Dr Ian Williams told Starts at 60 that infants are affected much like everyone else, often presenting with a cough, runny nose, fever and in severe cases, shortness of breath, which often indicates pneumonia. He added that the higher risk for babies may be because infants’ immune systems are still developing.
“The immune system of babies is immature, so adults are more of a risk to babies than babies are to adults,” he said.
In fact, a small study published in the journal JAMA Pediatrics found that there is the possibility that pregnant women who have Covid-19 could pass the virus onto their babies. The study, which looked at 33 women in China who tested positive for the virus, found that three gave birth to newborns who were then diagnosed with the virus. Interestingly, all three infants recovered, adding to a growing body of research showing that children suffer from milder symptoms.

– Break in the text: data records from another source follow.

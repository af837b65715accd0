//! Caller identity read from the environment a plugin is launched with.

use crate::error::ClientError;
use robotrpc_protocol::{MessageFormat, Protocol};
use std::io::BufRead;
use std::path::PathBuf;
use std::sync::OnceLock;

/// Base URL of the host; calls go to `<base>/json`.
pub const ENV_HTTP_POST: &str = "GOPHER_HTTP_POST";
pub const ENV_CALLER_ID: &str = "GOPHER_CALLER_ID";
/// Older name for the caller id.
pub const ENV_PLUGIN_ID: &str = "GOPHER_PLUGIN_ID";
pub const ENV_USER: &str = "GOPHER_USER";
pub const ENV_CHANNEL: &str = "GOPHER_CHANNEL";
pub const ENV_THREAD_ID: &str = "GOPHER_THREAD_ID";
pub const ENV_THREADED_MESSAGE: &str = "GOPHER_THREADED_MESSAGE";
pub const ENV_PROTOCOL: &str = "GOPHER_PROTOCOL";
pub const ENV_INSTALLDIR: &str = "GOPHER_INSTALLDIR";

/// Caller id value meaning "read the id from the first line of stdin".
pub const CALLER_ID_STDIN: &str = "stdin";

static STDIN_CALLER_ID: OnceLock<String> = OnceLock::new();

/// Where the message that started the pipeline came from.
#[derive(Debug, Clone, PartialEq, Eq)]
pub struct Message {
    pub user: String,
    /// Empty for a direct message.
    pub channel: String,
    pub thread_id: String,
    pub protocol: Option<Protocol>,
    pub format: MessageFormat,
}

/// Who is calling and where the conversation is happening.
///
/// Built once per process and shared by every [`crate::Robot`] derived from it.
#[derive(Debug, Clone, Default, PartialEq, Eq)]
pub struct RobotContext {
    pub http_post: String,
    pub caller_id: String,
    pub user: String,
    /// Empty for a direct message.
    pub channel: String,
    pub thread_id: String,
    /// Whether the triggering message was itself posted in a thread.
    pub threaded_message: bool,
    /// Lowercase protocol name.
    pub protocol: String,
    pub install_dir: Option<PathBuf>,
}

impl RobotContext {
    pub fn new(http_post: impl Into<String>, caller_id: impl Into<String>) -> Self {
        Self {
            http_post: http_post.into(),
            caller_id: caller_id.into(),
            ..Default::default()
        }
    }

    pub fn with_user(mut self, user: impl Into<String>) -> Self {
        self.user = user.into();
        self
    }

    pub fn with_channel(mut self, channel: impl Into<String>) -> Self {
        self.channel = channel.into();
        self
    }

    pub fn with_thread(mut self, thread_id: impl Into<String>, threaded_message: bool) -> Self {
        self.thread_id = thread_id.into();
        self.threaded_message = threaded_message;
        self
    }

    pub fn with_protocol(mut self, protocol: impl Into<String>) -> Self {
        self.protocol = protocol.into();
        self
    }

    /// Reads the context from the process environment.
    ///
    /// A caller id of `stdin` is read from the first line of standard input,
    /// once per process.
    pub fn from_env() -> Result<Self, ClientError> {
        Self::from_lookup(|name| std::env::var(name).ok(), stdin_caller_id)
    }

    /// Builds the context from an arbitrary variable lookup.
    pub fn from_lookup<F, S>(lookup: F, read_stdin: S) -> Result<Self, ClientError>
    where
        F: Fn(&str) -> Option<String>,
        S: FnOnce() -> Result<String, ClientError>,
    {
        let var = |name: &str| lookup(name).unwrap_or_default();

        let http_post = var(ENV_HTTP_POST);
        if http_post.is_empty() {
            return Err(ClientError::Environment(ENV_HTTP_POST.to_string()));
        }

        let mut caller_id = var(ENV_CALLER_ID);
        if caller_id.is_empty() {
            caller_id = var(ENV_PLUGIN_ID);
        }
        if caller_id == CALLER_ID_STDIN {
            caller_id = read_stdin()?;
        }
        if caller_id.is_empty() {
            return Err(ClientError::Environment(ENV_CALLER_ID.to_string()));
        }

        Ok(Self {
            http_post,
            caller_id,
            user: var(ENV_USER),
            channel: var(ENV_CHANNEL),
            thread_id: var(ENV_THREAD_ID),
            threaded_message: is_truthy(&var(ENV_THREADED_MESSAGE)),
            protocol: var(ENV_PROTOCOL),
            install_dir: lookup(ENV_INSTALLDIR)
                .filter(|d| !d.is_empty())
                .map(PathBuf::from),
        })
    }

    pub fn protocol(&self) -> Option<Protocol> {
        Protocol::from_wire(&self.protocol)
    }

    pub fn is_direct(&self) -> bool {
        self.channel.is_empty()
    }

    /// Thread to answer in: the message's thread when it was threaded.
    pub fn reply_thread(&self) -> &str {
        if self.threaded_message {
            &self.thread_id
        } else {
            ""
        }
    }
}

fn is_truthy(value: &str) -> bool {
    !matches!(
        value.trim().to_ascii_lowercase().as_str(),
        "" | "false" | "0" | "no"
    )
}

fn stdin_caller_id() -> Result<String, ClientError> {
    if let Some(id) = STDIN_CALLER_ID.get() {
        return Ok(id.clone());
    }
    let mut line = String::new();
    std::io::stdin().lock().read_line(&mut line)?;
    let id = line.trim().to_string();
    Ok(STDIN_CALLER_ID.get_or_init(|| id).clone())
}

#[cfg(test)]
mod tests {
    use super::*;
    use std::collections::HashMap;

    fn env(vars: &[(&str, &str)]) -> HashMap<String, String> {
        vars.iter()
            .map(|(k, v)| (k.to_string(), v.to_string()))
            .collect()
    }

    fn no_stdin() -> Result<String, ClientError> {
        panic!("stdin should not be read");
    }

    #[test]
    fn test_from_lookup() {
        let vars = env(&[
            (ENV_HTTP_POST, "http://127.0.0.1:8880"),
            (ENV_CALLER_ID, "c-1"),
            (ENV_USER, "alice"),
            (ENV_CHANNEL, "general"),
            (ENV_THREAD_ID, "t-1"),
            (ENV_THREADED_MESSAGE, "true"),
            (ENV_PROTOCOL, "slack"),
            (ENV_INSTALLDIR, "/opt/robot"),
        ]);
        let ctx = RobotContext::from_lookup(|k| vars.get(k).cloned(), no_stdin).unwrap();
        assert_eq!(ctx.caller_id, "c-1");
        assert_eq!(ctx.user, "alice");
        assert_eq!(ctx.reply_thread(), "t-1");
        assert_eq!(ctx.protocol(), Some(Protocol::Slack));
        assert_eq!(ctx.install_dir, Some(PathBuf::from("/opt/robot")));
        assert!(!ctx.is_direct());
    }

    #[test]
    fn test_plugin_id_fallback() {
        let vars = env(&[(ENV_HTTP_POST, "http://h"), (ENV_PLUGIN_ID, "p-7")]);
        let ctx = RobotContext::from_lookup(|k| vars.get(k).cloned(), no_stdin).unwrap();
        assert_eq!(ctx.caller_id, "p-7");
        assert!(ctx.is_direct());
        assert!(!ctx.threaded_message);
        assert_eq!(ctx.reply_thread(), "");
        assert_eq!(ctx.install_dir, None);
    }

    #[test]
    fn test_caller_id_from_stdin() {
        let vars = env(&[(ENV_HTTP_POST, "http://h"), (ENV_CALLER_ID, "stdin")]);
        let ctx =
            RobotContext::from_lookup(|k| vars.get(k).cloned(), || Ok("c-stdin".into())).unwrap();
        assert_eq!(ctx.caller_id, "c-stdin");
    }

    #[test]
    fn test_missing_environment() {
        let vars = env(&[(ENV_CALLER_ID, "c-1")]);
        let err = RobotContext::from_lookup(|k| vars.get(k).cloned(), no_stdin).unwrap_err();
        assert!(matches!(err, ClientError::Environment(ref v) if v == ENV_HTTP_POST));

        let vars = env(&[(ENV_HTTP_POST, "http://h")]);
        let err = RobotContext::from_lookup(|k| vars.get(k).cloned(), no_stdin).unwrap_err();
        assert!(matches!(err, ClientError::Environment(ref v) if v == ENV_CALLER_ID));
    }

    #[test]
    fn test_truthy() {
        assert!(is_truthy("true"));
        assert!(is_truthy("1"));
        assert!(!is_truthy(""));
        assert!(!is_truthy("False"));
    }

    #[test]
    fn test_builder() {
        let ctx = RobotContext::new("http://h", "c-1")
            .with_user("bob")
            .with_channel("ops")
            .with_thread("t-2", false)
            .with_protocol("terminal");
        assert_eq!(ctx.protocol(), Some(Protocol::Terminal));
        assert_eq!(ctx.reply_thread(), "");
    }
}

Dr Williams reckons routine vaccination is the safest, most effective way to protect babies from getting sick.
“Usual immunisation schedules should be maintained during the outbreak of Covid-19 as all the other illnesses are still a risk to children and adults,” he said. “For people wanting to visit newborns, I would recommend that visitors should be well and be immunised for influenza and whooping cough.”
Although, it’s probably best to avoid having guests over until the virus has been maintained, especially those over 60 who may be at a higher risk of infection.
IMPORTANT LEGAL INFO This article is of a general nature and FYI only, because it doesn’t take into account your personal health requirements or existing medical conditions. That means it’s not personalised health advice and shouldn’t be relied upon as if it is. Before making a health-related decision, you should work out if the info is appropriate for your situation and get professional medical advice.